BEGIN Study material
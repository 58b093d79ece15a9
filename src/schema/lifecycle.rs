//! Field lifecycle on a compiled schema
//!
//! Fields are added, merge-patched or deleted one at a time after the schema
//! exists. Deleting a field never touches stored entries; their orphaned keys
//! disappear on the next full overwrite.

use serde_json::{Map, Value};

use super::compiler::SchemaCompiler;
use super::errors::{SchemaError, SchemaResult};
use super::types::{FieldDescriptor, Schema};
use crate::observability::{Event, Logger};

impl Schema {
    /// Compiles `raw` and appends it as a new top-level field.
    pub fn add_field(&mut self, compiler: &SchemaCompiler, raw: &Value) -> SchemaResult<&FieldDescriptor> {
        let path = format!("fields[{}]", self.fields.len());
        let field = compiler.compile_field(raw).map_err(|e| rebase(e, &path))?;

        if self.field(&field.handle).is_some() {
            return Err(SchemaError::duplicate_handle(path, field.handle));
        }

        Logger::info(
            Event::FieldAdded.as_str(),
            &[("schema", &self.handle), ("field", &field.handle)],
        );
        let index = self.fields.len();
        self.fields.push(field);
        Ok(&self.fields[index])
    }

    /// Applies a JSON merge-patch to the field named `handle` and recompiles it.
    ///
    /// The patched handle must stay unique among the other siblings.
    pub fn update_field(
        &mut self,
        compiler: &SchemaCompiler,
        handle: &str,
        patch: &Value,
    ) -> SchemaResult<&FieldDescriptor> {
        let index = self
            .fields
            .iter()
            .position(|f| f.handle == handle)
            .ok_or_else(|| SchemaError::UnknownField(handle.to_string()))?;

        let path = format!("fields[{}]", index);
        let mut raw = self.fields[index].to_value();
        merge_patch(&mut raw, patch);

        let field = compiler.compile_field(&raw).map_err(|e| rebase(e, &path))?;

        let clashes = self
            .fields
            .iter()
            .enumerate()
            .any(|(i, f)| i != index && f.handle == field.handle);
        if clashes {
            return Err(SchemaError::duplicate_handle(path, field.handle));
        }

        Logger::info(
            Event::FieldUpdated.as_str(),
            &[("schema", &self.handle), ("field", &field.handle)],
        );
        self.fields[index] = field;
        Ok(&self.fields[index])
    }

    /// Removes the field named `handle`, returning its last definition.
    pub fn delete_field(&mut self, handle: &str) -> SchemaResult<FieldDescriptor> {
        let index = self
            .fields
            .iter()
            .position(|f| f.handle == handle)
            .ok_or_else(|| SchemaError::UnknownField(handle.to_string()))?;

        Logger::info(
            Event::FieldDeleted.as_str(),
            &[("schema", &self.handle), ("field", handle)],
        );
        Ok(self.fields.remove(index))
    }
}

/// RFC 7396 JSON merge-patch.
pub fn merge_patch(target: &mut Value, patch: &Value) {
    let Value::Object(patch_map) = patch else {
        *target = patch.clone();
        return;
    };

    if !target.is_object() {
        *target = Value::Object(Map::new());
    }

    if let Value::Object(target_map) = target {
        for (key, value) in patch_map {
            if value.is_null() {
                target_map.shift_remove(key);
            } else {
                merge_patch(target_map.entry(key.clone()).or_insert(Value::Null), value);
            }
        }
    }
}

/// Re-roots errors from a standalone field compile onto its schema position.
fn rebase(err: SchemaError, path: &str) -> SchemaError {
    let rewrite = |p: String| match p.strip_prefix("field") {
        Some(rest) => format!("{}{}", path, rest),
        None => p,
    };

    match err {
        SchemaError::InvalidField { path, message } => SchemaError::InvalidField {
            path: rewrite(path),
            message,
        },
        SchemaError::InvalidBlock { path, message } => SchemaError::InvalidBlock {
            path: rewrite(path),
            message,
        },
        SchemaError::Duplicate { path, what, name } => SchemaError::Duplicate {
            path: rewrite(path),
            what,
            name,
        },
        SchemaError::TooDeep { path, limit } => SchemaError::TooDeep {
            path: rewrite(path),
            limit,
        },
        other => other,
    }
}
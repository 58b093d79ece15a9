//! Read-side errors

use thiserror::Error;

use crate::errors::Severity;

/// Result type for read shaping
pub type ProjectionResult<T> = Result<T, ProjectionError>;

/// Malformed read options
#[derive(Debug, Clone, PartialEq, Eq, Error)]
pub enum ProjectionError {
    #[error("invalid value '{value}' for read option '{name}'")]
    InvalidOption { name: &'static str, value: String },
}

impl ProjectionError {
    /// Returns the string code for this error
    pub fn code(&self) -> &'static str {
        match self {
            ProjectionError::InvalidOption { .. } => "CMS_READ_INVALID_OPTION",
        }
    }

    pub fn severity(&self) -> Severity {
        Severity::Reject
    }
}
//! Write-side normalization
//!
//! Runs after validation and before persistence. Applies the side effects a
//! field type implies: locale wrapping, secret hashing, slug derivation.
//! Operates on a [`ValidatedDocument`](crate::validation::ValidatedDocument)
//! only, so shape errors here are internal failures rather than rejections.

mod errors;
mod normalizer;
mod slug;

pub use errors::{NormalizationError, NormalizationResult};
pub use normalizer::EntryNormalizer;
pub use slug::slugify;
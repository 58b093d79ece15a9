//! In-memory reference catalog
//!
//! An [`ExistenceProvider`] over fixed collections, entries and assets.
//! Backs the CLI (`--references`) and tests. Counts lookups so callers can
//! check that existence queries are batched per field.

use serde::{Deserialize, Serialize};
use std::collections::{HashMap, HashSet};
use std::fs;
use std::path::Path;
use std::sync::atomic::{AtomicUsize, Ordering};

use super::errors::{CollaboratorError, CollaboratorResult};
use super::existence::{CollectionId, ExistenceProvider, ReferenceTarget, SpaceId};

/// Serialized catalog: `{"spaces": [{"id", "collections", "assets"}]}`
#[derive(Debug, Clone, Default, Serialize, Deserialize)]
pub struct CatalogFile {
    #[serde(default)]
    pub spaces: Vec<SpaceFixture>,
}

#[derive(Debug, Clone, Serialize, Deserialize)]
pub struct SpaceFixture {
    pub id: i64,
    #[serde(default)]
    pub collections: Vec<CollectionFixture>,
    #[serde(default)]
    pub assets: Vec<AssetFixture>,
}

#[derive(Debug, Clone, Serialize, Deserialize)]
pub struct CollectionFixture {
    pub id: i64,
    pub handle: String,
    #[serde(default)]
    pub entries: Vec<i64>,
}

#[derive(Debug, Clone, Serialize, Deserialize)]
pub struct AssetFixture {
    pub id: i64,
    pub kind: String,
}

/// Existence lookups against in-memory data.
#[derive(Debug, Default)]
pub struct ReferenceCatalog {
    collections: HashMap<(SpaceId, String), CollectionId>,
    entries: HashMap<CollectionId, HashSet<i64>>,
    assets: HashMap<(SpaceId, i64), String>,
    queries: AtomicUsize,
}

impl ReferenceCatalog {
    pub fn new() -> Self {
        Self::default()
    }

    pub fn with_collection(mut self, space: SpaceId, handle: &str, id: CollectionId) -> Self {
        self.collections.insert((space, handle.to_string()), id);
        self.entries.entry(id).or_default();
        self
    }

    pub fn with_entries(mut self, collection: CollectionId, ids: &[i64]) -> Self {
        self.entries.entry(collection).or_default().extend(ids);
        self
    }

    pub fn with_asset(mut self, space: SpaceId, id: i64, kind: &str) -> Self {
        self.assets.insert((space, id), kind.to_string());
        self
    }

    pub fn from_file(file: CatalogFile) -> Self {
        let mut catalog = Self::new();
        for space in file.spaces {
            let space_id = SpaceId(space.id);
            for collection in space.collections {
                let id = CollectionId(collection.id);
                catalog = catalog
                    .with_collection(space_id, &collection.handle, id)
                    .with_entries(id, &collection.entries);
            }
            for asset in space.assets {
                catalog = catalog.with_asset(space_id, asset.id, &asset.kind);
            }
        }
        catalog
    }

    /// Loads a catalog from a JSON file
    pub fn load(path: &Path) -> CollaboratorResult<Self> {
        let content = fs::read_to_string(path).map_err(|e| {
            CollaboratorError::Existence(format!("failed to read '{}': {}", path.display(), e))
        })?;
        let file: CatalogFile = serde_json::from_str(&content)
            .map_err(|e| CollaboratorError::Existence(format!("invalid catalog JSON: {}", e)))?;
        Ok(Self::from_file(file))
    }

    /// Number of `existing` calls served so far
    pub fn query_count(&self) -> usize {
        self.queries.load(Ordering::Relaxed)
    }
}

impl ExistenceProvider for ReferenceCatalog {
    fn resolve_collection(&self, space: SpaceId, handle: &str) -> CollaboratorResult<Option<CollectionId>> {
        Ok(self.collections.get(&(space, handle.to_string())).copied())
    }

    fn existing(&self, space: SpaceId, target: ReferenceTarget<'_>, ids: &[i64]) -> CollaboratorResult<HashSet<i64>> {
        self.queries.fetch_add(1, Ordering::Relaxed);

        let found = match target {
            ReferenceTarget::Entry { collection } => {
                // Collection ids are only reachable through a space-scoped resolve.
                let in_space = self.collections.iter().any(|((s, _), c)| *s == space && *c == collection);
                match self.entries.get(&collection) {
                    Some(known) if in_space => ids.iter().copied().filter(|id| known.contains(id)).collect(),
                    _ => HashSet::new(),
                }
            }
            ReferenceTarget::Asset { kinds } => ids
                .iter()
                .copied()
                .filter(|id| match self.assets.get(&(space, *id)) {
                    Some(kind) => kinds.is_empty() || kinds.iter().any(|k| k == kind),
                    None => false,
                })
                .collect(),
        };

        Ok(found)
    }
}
END Study material
Task instructions:
Find the lines above that contain the word "named" and copy each one.

Response to this exercise:
    /// Applies a JSON merge-patch to the field named `handle` and recompiles it.
    /// Removes the field named `handle`, returning its last definition.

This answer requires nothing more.